DATA EXTRACTS
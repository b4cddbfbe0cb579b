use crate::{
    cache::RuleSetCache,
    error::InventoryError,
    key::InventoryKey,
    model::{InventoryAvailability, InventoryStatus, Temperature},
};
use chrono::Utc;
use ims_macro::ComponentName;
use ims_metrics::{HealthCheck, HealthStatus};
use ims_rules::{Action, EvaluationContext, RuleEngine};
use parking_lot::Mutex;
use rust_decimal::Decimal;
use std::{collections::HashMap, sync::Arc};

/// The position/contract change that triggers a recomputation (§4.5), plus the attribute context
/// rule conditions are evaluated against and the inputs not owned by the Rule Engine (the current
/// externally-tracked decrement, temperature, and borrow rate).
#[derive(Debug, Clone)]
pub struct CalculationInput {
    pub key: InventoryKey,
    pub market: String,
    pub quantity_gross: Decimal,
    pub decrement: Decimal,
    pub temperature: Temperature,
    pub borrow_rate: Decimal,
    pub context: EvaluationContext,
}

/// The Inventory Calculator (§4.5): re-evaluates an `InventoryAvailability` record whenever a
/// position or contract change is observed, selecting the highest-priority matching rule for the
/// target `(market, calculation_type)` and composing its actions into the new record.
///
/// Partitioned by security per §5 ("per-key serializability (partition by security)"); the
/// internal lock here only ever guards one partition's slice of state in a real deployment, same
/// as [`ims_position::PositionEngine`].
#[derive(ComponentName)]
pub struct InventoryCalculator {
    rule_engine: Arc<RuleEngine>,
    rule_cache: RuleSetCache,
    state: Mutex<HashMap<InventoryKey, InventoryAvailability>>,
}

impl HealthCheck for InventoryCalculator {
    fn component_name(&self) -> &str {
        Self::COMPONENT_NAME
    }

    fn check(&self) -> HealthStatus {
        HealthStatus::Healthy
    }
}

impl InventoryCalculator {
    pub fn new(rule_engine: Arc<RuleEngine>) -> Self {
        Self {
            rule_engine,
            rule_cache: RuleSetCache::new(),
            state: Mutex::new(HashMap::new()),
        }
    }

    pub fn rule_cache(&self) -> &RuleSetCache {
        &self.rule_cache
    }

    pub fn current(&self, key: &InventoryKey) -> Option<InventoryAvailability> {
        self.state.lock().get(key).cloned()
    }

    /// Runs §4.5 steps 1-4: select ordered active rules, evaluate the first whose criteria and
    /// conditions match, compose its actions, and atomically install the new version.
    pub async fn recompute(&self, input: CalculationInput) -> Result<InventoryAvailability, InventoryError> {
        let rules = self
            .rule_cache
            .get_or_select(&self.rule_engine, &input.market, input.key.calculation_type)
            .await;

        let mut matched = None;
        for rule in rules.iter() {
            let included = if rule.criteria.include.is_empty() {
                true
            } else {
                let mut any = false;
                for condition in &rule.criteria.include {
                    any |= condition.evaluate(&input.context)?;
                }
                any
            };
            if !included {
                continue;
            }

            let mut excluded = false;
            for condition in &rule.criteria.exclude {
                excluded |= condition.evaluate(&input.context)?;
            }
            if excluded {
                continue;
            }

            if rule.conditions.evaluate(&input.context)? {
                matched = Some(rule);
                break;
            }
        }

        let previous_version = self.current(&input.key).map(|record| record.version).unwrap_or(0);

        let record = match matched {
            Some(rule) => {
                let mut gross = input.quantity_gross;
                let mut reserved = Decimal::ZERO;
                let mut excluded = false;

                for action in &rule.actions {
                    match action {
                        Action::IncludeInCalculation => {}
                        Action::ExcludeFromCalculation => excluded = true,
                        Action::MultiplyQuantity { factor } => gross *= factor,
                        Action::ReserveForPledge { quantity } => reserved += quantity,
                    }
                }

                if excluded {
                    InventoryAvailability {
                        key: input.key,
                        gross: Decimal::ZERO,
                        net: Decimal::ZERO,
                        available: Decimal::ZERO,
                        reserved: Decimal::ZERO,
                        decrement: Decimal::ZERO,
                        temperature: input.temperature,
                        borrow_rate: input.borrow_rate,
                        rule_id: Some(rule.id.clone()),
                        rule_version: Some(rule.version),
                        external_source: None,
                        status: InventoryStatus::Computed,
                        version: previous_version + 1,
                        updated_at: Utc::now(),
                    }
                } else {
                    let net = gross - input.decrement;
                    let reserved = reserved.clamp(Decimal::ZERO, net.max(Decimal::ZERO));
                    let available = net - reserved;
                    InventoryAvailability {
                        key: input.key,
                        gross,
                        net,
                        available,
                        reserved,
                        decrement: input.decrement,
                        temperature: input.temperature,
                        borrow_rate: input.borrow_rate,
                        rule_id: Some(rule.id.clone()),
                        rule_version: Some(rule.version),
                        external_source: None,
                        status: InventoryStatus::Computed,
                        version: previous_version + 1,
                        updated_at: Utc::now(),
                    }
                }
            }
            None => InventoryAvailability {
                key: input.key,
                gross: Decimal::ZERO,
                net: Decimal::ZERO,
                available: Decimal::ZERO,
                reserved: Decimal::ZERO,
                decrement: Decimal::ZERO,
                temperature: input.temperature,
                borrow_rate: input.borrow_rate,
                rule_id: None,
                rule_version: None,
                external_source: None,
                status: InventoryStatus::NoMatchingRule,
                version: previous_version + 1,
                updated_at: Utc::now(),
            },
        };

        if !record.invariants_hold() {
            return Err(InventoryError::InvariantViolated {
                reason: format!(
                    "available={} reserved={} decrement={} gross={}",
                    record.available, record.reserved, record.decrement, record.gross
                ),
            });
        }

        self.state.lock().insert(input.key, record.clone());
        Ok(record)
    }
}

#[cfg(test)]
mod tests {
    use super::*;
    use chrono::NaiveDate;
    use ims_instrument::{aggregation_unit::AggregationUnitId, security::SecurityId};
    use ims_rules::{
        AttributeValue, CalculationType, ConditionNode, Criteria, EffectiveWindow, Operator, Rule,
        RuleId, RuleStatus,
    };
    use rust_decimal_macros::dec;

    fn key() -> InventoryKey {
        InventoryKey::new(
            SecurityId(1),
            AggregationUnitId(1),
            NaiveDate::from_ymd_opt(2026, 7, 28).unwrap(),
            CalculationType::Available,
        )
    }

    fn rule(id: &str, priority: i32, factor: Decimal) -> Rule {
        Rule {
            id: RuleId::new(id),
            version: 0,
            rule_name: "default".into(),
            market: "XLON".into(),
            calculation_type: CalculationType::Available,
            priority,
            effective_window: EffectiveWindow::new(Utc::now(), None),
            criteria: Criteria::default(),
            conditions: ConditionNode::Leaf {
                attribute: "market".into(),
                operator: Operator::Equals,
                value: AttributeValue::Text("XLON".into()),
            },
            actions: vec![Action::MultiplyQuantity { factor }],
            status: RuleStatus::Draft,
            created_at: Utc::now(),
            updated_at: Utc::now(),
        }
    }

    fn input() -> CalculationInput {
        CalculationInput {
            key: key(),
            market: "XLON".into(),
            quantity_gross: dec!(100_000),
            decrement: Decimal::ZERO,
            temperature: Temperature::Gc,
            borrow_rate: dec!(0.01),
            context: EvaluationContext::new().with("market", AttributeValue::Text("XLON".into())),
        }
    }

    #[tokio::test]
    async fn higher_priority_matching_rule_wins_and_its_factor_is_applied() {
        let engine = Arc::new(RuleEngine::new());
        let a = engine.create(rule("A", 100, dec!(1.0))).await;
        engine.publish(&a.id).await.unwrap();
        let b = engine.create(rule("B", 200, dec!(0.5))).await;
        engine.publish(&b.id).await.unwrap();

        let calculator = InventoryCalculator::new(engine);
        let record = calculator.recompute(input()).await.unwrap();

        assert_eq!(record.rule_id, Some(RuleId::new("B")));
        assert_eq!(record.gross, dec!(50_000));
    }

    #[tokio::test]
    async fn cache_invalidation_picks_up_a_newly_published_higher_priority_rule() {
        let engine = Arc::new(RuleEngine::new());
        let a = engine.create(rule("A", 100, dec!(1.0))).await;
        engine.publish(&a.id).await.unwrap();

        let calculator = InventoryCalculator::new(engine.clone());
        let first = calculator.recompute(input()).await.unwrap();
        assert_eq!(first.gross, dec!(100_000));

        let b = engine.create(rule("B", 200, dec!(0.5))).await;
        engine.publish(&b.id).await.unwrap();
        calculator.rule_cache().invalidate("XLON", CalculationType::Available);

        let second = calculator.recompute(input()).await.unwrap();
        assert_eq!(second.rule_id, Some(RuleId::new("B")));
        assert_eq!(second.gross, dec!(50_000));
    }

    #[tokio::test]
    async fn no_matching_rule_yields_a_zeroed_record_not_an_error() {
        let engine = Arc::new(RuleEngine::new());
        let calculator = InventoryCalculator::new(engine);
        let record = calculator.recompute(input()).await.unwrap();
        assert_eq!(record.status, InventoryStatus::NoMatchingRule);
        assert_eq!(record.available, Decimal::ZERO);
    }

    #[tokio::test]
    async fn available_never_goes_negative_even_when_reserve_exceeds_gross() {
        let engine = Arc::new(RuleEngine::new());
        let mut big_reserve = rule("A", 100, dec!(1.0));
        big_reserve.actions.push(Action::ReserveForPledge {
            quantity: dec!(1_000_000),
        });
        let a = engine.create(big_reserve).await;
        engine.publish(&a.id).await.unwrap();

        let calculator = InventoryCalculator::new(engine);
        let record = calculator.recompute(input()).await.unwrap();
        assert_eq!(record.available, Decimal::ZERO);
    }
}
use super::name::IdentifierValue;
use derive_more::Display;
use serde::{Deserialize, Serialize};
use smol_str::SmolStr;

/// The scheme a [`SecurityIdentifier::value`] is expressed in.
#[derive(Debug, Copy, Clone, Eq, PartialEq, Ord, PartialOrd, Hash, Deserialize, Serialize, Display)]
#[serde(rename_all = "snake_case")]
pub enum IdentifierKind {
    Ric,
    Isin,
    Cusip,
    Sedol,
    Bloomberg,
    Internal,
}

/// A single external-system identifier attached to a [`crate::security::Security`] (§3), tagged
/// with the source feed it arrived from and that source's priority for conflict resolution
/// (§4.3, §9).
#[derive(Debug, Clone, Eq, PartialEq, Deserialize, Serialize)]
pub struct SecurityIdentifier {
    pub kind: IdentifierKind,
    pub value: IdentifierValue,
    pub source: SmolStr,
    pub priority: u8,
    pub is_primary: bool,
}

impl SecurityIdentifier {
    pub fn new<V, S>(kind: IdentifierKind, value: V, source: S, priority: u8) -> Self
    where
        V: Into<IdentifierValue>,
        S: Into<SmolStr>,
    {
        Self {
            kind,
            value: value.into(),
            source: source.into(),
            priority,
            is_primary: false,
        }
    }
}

WHAT IS EXPECTED
Reproduce the records above line by line, without any change, up to and including the line that holds "#[derive(Debug, Clone)]".

ANSWER TO THE PROBLEM
repository b4cddbfbe0cb579b
use crate::{
    cache::RuleSetCache,
    error::InventoryError,
    key::InventoryKey,
    model::{InventoryAvailability, InventoryStatus, Temperature},
};
use chrono::Utc;
use ims_macro::ComponentName;
use ims_metrics::{HealthCheck, HealthStatus};
use ims_rules::{Action, EvaluationContext, RuleEngine};
use parking_lot::Mutex;
use rust_decimal::Decimal;
use std::{collections::HashMap, sync::Arc};

/// The position/contract change that triggers a recomputation (§4.5), plus the attribute context
/// rule conditions are evaluated against and the inputs not owned by the Rule Engine (the current
/// externally-tracked decrement, temperature, and borrow rate).
#[derive(Debug, Clone)]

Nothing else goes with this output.